ENTITLE DIRECT >
Title Insurance Knowledge
> Government program continues to carry forward trial and permanent home loan modifications
Government program continues to carry forward trial and permanent home loan modifications
01/22/2010Government officials are trying to help keep people in their homes in light of the record number of U.S. foreclosures.
A joint release from the U.S. Department of Housing and Urban Development (HUD) and the U.S. Treasury shows that more than 1.16 million trial-period loan modification plans have been extended to homeowners through the government''s Home Affordable Modification Program (HAMP). The goal of HAMP is to help between 3 million and 4 million homeowners avoid foreclosure by modifying loans to a level that is affordable for borrowers and sustainable for the long-term.
HAMP gives lenders and homeowners the chance to get together and modify a home loan, which can lower payments and make it possible for consumers to keep their homes rather than lose them to foreclosure. After a few months in a successful trial plan, homeowners are supposed to be offered a permanent modification to their home loan.

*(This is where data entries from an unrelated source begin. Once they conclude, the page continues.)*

//! Release comments.

// self
use crate::{
	_prelude::*,
	api::{
		Client, ReleaseRef,
		endpoint::{Access, Endpoint, EndpointRequest},
		require_rating,
	},
	auth::Token,
	http::ApiHttpClient,
	model::{Comment, PaginationList},
	oauth::TransportErrorMapper,
	pagination::Page,
};

/// Content of a new comment: text, a video + audio rating pair, or both.
#[derive(Clone, Debug, Default, PartialEq, Eq)]
pub struct CommentOptions {
	/// Comment text.
	pub text: Option<String>,
	/// Video rating in `1..=10`.
	pub video_rating: Option<u8>,
	/// Audio rating in `1..=10`.
	pub audio_rating: Option<u8>,
}
impl CommentOptions {
	/// Comment with text only.
	pub fn text(text: impl Into<String>) -> Self {
		Self { text: Some(text.into()), ..Self::default() }
	}

	/// Comment with ratings only.
	pub fn ratings(video: u8, audio: u8) -> Self {
		Self { text: None, video_rating: Some(video), audio_rating: Some(audio) }
	}

	/// Adds ratings to the comment.
	pub fn with_ratings(mut self, video: u8, audio: u8) -> Self {
		self.video_rating = Some(video);
		self.audio_rating = Some(audio);

		self
	}

	/// Checks the contract and returns `(text, ratings)` ready to send.
	fn validate(&self) -> Result<(Option<&str>, Option<(u8, u8)>)> {
		let text = self.text.as_deref().filter(|text| !text.trim().is_empty());
		let ratings = match (self.video_rating, self.audio_rating) {
			(Some(video), Some(audio)) =>
				Some((require_rating("video_rating", video)?, require_rating("audio_rating", audio)?)),
			(None, None) => None,
			_ => return Err(Error::invalid_argument("video and audio ratings must be given together")),
		};

		if text.is_none() && ratings.is_none() {
			return Err(Error::invalid_argument("a comment needs text or both ratings"));
		}

		Ok((text, ratings))
	}
}

impl<C, M> Client<C, M>
where
	C: ?Sized + ApiHttpClient,
	M: ?Sized + TransportErrorMapper<C::TransportError>,
{
	/// Lists comments on a release.
	pub async fn comments(
		&self,
		release: &ReleaseRef,
		page: Page,
	) -> Result<PaginationList<Comment>> {
		self.call(Endpoint::COMMENTS_GET.operation, || {
			Ok(EndpointRequest::new(Endpoint::COMMENTS_GET)
				.query("id", release.checked_id()?)
				.query("type", release.kind())
				.page(page))
		})
		.await
	}

	/// Posts a comment on a release.
	pub async fn add_comment(
		&self,
		release: &ReleaseRef,
		options: &CommentOptions,
		token: &Token,
	) -> Result<Comment> {
		self.call(Endpoint::COMMENTS_ADD.operation, || {
			let (text, ratings) = options.validate()?;

			Ok(EndpointRequest::new(Endpoint::COMMENTS_ADD)
				.access(Access::Authenticated(token))
				.form("id", release.checked_id()?)
				.form("type", release.kind())
				.form_opt("text", text)
				.form_opt("video_rating", ratings.map(|(video, _)| video.to_string()))
				.form_opt("audio_rating", ratings.map(|(_, audio)| audio.to_string())))
		})
		.await
	}
}

#[cfg(test)]
mod tests {
	// self
	use super::*;

	#[test]
	fn comments_need_text_or_both_ratings() {
		assert!(CommentOptions::text("nice").validate().is_ok());
		assert_eq!(CommentOptions::ratings(7, 8).validate().ok(), Some((None, Some((7, 8)))));
		assert!(CommentOptions::default().validate().is_err());
		assert!(CommentOptions::text("  ").validate().is_err());
		assert!(
			CommentOptions { video_rating: Some(5), ..CommentOptions::text("x") }
				.validate()
				.is_err()
		);
		assert!(CommentOptions::ratings(0, 5).validate().is_err());
		assert!(CommentOptions::text("x").with_ratings(10, 11).validate().is_err());
	}
}
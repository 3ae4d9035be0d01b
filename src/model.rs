//! Response payloads returned by the service.
//!
//! Types are deliberately lenient: every field the service may omit is optional or defaulted,
//! and unknown fields are ignored so additive API changes never break decoding.

pub mod comment;
pub mod ext_info;
pub mod favorite;
pub mod p2p;
pub mod release;
pub mod user;

pub use comment::*;
pub use ext_info::*;
pub use favorite::*;
pub use p2p::*;
pub use release::*;
pub use user::*;

// self
use crate::_prelude::*;

/// Pagination block attached to list responses.
#[derive(Clone, Debug, Default, PartialEq, Eq, Serialize, Deserialize)]
pub struct Pagination {
	/// Page returned by the service.
	#[serde(default)]
	pub current_page: u32,
	/// Page size applied by the service.
	#[serde(default)]
	pub per_page: u32,
	/// Number of pages available.
	#[serde(default)]
	pub total_pages: u64,
}

/// One page of a paginated list.
#[derive(Clone, Debug, PartialEq, Serialize, Deserialize)]
pub struct PaginationList<T> {
	/// Total number of entries across all pages.
	#[serde(default)]
	pub total_count: u64,
	/// Page metadata.
	#[serde(default)]
	pub pagination: Pagination,
	/// Entries on this page.
	#[serde(default = "Vec::new")]
	pub list: Vec<T>,
}
impl<T> PaginationList<T> {
	/// Returns true when another page follows this one.
	pub fn has_next_page(&self) -> bool {
		u64::from(self.pagination.current_page) < self.pagination.total_pages
	}
}

pub(crate) fn epoch_to_datetime(seconds: Option<i64>) -> Option<OffsetDateTime> {
	OffsetDateTime::from_unix_timestamp(seconds?).ok()
}

#[cfg(test)]
mod tests {
	// self
	use super::*;

	#[test]
	fn decodes_partial_pages() {
		let page: PaginationList<Filter> = serde_json::from_str(
			r#"{"total_count":12,"pagination":{"current_page":1,"per_page":5,"total_pages":3},
			"list":[{"id":1,"name":"HD"}],"unknown":true}"#,
		)
		.expect("Page fixture should decode.");

		assert_eq!(page.total_count, 12);
		assert_eq!(page.list, [Filter { id: 1, name: "HD".into() }]);
		assert!(page.has_next_page());

		let empty: PaginationList<Filter> =
			serde_json::from_str("{}").expect("Empty page should decode.");

		assert!(empty.list.is_empty());
		assert!(!empty.has_next_page());
	}
}
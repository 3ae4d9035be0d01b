//! Transport primitives shared by the token exchanges and the endpoint facade.
//!
//! The module exposes [`ApiHttpClient`] alongside [`ResponseMetadata`] and
//! [`ResponseMetadataSlot`] so downstream crates can plug in custom HTTP stacks without losing
//! the interceptor. Every exchange, token grants included, runs through an [`InterceptedHandle`]
//! that maps transport failures, feeds the rate-limit tracker, and probes the buffered body for
//! an API error payload before anything reaches the caller.

// std
use std::ops::Deref;
// crates.io
use oauth2::{AsyncHttpClient, HttpClientError, HttpRequest, HttpResponse};
// self
use crate::{
	_prelude::*,
	error::{ConfigError, TransportError},
	interceptor,
	oauth::TransportErrorMapper,
	rate_limit::RateLimitTracker,
};

/// Abstraction over HTTP transports able to execute one buffered request at a time.
///
/// The trait is the client's only dependency on an HTTP stack. Implementations must be
/// `Send + Sync + 'static` so a single instance can back every clone of an
/// [`api::Client`](crate::api::Client), and the handles they return must own whatever state is
/// required so their request futures stay `Send` for the whole exchange.
pub trait ApiHttpClient
where
	Self: 'static + Send + Sync,
{
	/// Concrete error emitted by the underlying transport.
	type TransportError: 'static + Send + Sync + StdError;

	/// [`AsyncHttpClient`] handle tied to a [`ResponseMetadataSlot`].
	///
	/// The handle must return the whole body in [`HttpResponse`]; the interceptor reads it once
	/// and hands the same buffer on.
	type Handle: for<'c> AsyncHttpClient<
			'c,
			Error = HttpClientError<Self::TransportError>,
			Future: 'c + Send,
		>
		+ 'static
		+ Send
		+ Sync;

	/// Builds an [`AsyncHttpClient`] handle that records outcomes in `slot`.
	///
	/// # Metadata Contract
	///
	/// - Call [`ResponseMetadataSlot::take`] before submitting the HTTP request.
	/// - Once a response status is known, save it with [`ResponseMetadataSlot::store`], even when
	///   reading the body fails afterwards.
	fn with_metadata(&self, slot: ResponseMetadataSlot) -> Self::Handle;
}

/// Captures metadata from the most recent HTTP response for error mapping.
#[derive(Clone, Debug, Default)]
pub struct ResponseMetadata {
	/// HTTP status code, if a response was received.
	pub status: Option<u16>,
}

/// Thread-safe slot for sharing [`ResponseMetadata`] between transport and error layers.
#[derive(Clone, Debug, Default)]
pub struct ResponseMetadataSlot(Arc<Mutex<Option<ResponseMetadata>>>);
impl ResponseMetadataSlot {
	/// Stores new metadata for the current request.
	pub fn store(&self, meta: ResponseMetadata) {
		*self.0.lock() = Some(meta);
	}

	/// Returns the captured metadata, if any, consuming it from the slot.
	pub fn take(&self) -> Option<ResponseMetadata> {
		self.0.lock().take()
	}

	/// Returns the recorded status without consuming the metadata.
	pub fn status(&self) -> Option<u16> {
		self.0.lock().as_ref().and_then(|meta| meta.status)
	}
}

/// Handle that routes one exchange through the transport and the response interceptor.
///
/// Failures are carried inside [`HttpClientError::Reqwest`] as a boxed [`Error`] so the `oauth2`
/// token client can drive the same pipeline as the endpoint facade; callers unwrap them with
/// [`into_client_error`].
pub(crate) struct InterceptedHandle<'a, C, M>
where
	C: ?Sized + ApiHttpClient,
	M: ?Sized + TransportErrorMapper<C::TransportError>,
{
	inner: C::Handle,
	mapper: &'a M,
	rate_limit: &'a RateLimitTracker,
	slot: ResponseMetadataSlot,
	operation: &'static str,
}
impl<'a, C, M> InterceptedHandle<'a, C, M>
where
	C: ?Sized + ApiHttpClient,
	M: ?Sized + TransportErrorMapper<C::TransportError>,
{
	pub(crate) fn new(
		http_client: &C,
		mapper: &'a M,
		rate_limit: &'a RateLimitTracker,
		operation: &'static str,
	) -> Self {
		let slot = ResponseMetadataSlot::default();

		Self { inner: http_client.with_metadata(slot.clone()), mapper, rate_limit, slot, operation }
	}

	/// Status recorded by the transport for the last exchange.
	pub(crate) fn status(&self) -> Option<u16> {
		self.slot.status()
	}

	/// Sends one request and returns the intercepted response.
	pub(crate) async fn send(&self, request: HttpRequest) -> Result<HttpResponse> {
		self.call(request).await.map_err(into_client_error)
	}
}
impl<'c, 'a, C, M> AsyncHttpClient<'c> for InterceptedHandle<'a, C, M>
where
	C: ?Sized + ApiHttpClient,
	M: ?Sized + TransportErrorMapper<C::TransportError>,
{
	type Error = HttpClientError<Error>;
	type Future = Pin<Box<dyn Future<Output = Result<HttpResponse, Self::Error>> + 'c + Send>>;

	fn call(&'c self, request: HttpRequest) -> Self::Future {
		Box::pin(async move {
			let response = match self.inner.call(request).await {
				Ok(response) => response,
				Err(e) => {
					let meta = self.slot.take();
					let err = self.mapper.map_transport_error(self.operation, meta.as_ref(), e);

					return Err(HttpClientError::Reqwest(Box::new(err)));
				},
			};

			self.slot.store(ResponseMetadata { status: Some(response.status().as_u16()) });

			interceptor::inspect(response, self.rate_limit)
				.map_err(|e| HttpClientError::Reqwest(Box::new(e)))
		})
	}
}

/// Recovers the client error carried through an [`InterceptedHandle`].
pub(crate) fn into_client_error(err: HttpClientError<Error>) -> Error {
	match err {
		HttpClientError::Reqwest(inner) => *inner,
		HttpClientError::Http(inner) => ConfigError::from(inner).into(),
		HttpClientError::Io(inner) => TransportError::Io(inner).into(),
		HttpClientError::Other(message) =>
			TransportError::network(std::io::Error::other(format!("HTTP client error: {message}.")))
				.into(),
		_ => TransportError::network(std::io::Error::other("Unknown HTTP client error.")).into(),
	}
}

/// Thin wrapper around [`ReqwestClient`] so shared HTTP behavior lives in one place.
///
/// The service answers directly, so a custom [`ReqwestClient`] should not follow redirects;
/// [`ClientConfig`](crate::config::ClientConfig) builds one that way.
#[cfg(feature = "reqwest")]
#[derive(Clone, Default)]
pub struct ReqwestHttpClient(pub ReqwestClient);
#[cfg(feature = "reqwest")]
impl ReqwestHttpClient {
	/// Wraps an existing reqwest [`ReqwestClient`].
	pub fn with_client(client: ReqwestClient) -> Self {
		Self(client)
	}
}
#[cfg(feature = "reqwest")]
impl AsRef<ReqwestClient> for ReqwestHttpClient {
	fn as_ref(&self) -> &ReqwestClient {
		&self.0
	}
}
#[cfg(feature = "reqwest")]
impl Deref for ReqwestHttpClient {
	type Target = ReqwestClient;

	fn deref(&self) -> &Self::Target {
		&self.0
	}
}
#[cfg(feature = "reqwest")]
impl ApiHttpClient for ReqwestHttpClient {
	type Handle = BufferedHandle;
	type TransportError = ReqwestError;

	fn with_metadata(&self, slot: ResponseMetadataSlot) -> Self::Handle {
		BufferedHandle::new(self.0.clone(), slot)
	}
}

#[cfg(feature = "reqwest")]
struct BufferedHttpClient {
	client: ReqwestClient,
	slot: ResponseMetadataSlot,
}

/// Handle returned by [`ReqwestHttpClient`]; buffers every body into memory.
#[cfg(feature = "reqwest")]
#[derive(Clone)]
pub struct BufferedHandle(Arc<BufferedHttpClient>);
#[cfg(feature = "reqwest")]
impl BufferedHandle {
	fn new(client: ReqwestClient, slot: ResponseMetadataSlot) -> Self {
		Self(Arc::new(BufferedHttpClient { client, slot }))
	}
}
#[cfg(feature = "reqwest")]
impl<'c> AsyncHttpClient<'c> for BufferedHandle {
	type Error = HttpClientError<ReqwestError>;
	type Future =
		Pin<Box<dyn Future<Output = Result<HttpResponse, Self::Error>> + 'c + Send + Sync>>;

	fn call(&'c self, request: HttpRequest) -> Self::Future {
		let client = Arc::clone(&self.0);

		Box::pin(async move {
			client.slot.take();

			let response = client
				.client
				.execute(request.try_into().map_err(Box::new)?)
				.await
				.map_err(Box::new)?;
			let status = response.status();
			let headers = response.headers().to_owned();

			client.slot.store(ResponseMetadata { status: Some(status.as_u16()) });

			let mut buffered = HttpResponse::new(response.bytes().await.map_err(Box::new)?.to_vec());

			*buffered.status_mut() = status;
			*buffered.headers_mut() = headers;

			Ok(buffered)
		})
	}
}

#[cfg(test)]
mod tests {
	// self
	use super::*;

	#[test]
	fn slot_take_consumes_metadata() {
		let slot = ResponseMetadataSlot::default();

		slot.store(ResponseMetadata { status: Some(204) });

		assert_eq!(slot.status(), Some(204));
		assert_eq!(slot.take().and_then(|meta| meta.status), Some(204));
		assert!(slot.take().is_none());
		assert_eq!(slot.status(), None);
	}

	#[test]
	fn carried_errors_are_unwrapped_verbatim() {
		let err = into_client_error(HttpClientError::Reqwest(Box::new(Error::EmptyResult {
			operation: "release_info",
		})));

		assert!(matches!(err, Error::EmptyResult { operation: "release_info" }));

		let err = into_client_error(HttpClientError::Other("boom".into()));

		assert!(matches!(err, Error::Transport(TransportError::Network { .. })));
	}
}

The data from the government shows that there were 787,231 active trial loan modifications as of December, 2009. However, only 66,465 permanent modifications have been completed through the program, with another 46,056 are awaiting the approval of homeowners. In all, only 112,521 permanent modifications have been approved by lenders through HAMP.
Though the program has helped some people, it has been the subject of much criticism from its start last year. Government regulators expressed concern that lenders weren''t showing enough effort to extend trial loan modifications to homeowners. Meanwhile, lenders claimed the government itself hadnt been prepared for the flood of paperwork challenges, while homeowners also found it difficult to get the needed documentation together in order to engage the program.
Last summer, government officials and lenders got together in order to iron out differences on the program. At that time, lenders promised to get 500,000 trial mortgages offered by the fall of 2009, a goal they reached two weeks early. Furthermore, the government consolidated the paperwork homeowners need in order to take part in the program and made the documents available online at www.hud.gov.
"HUD will continue to work with our administration partners and utilize our broad network of housing counseling agencies to increase the number of borrowers receiving sustainable and affordable modifications under HAMP," said William Apgar, senior advisor for mortgage finance for HUD, upon the release of the December statistics.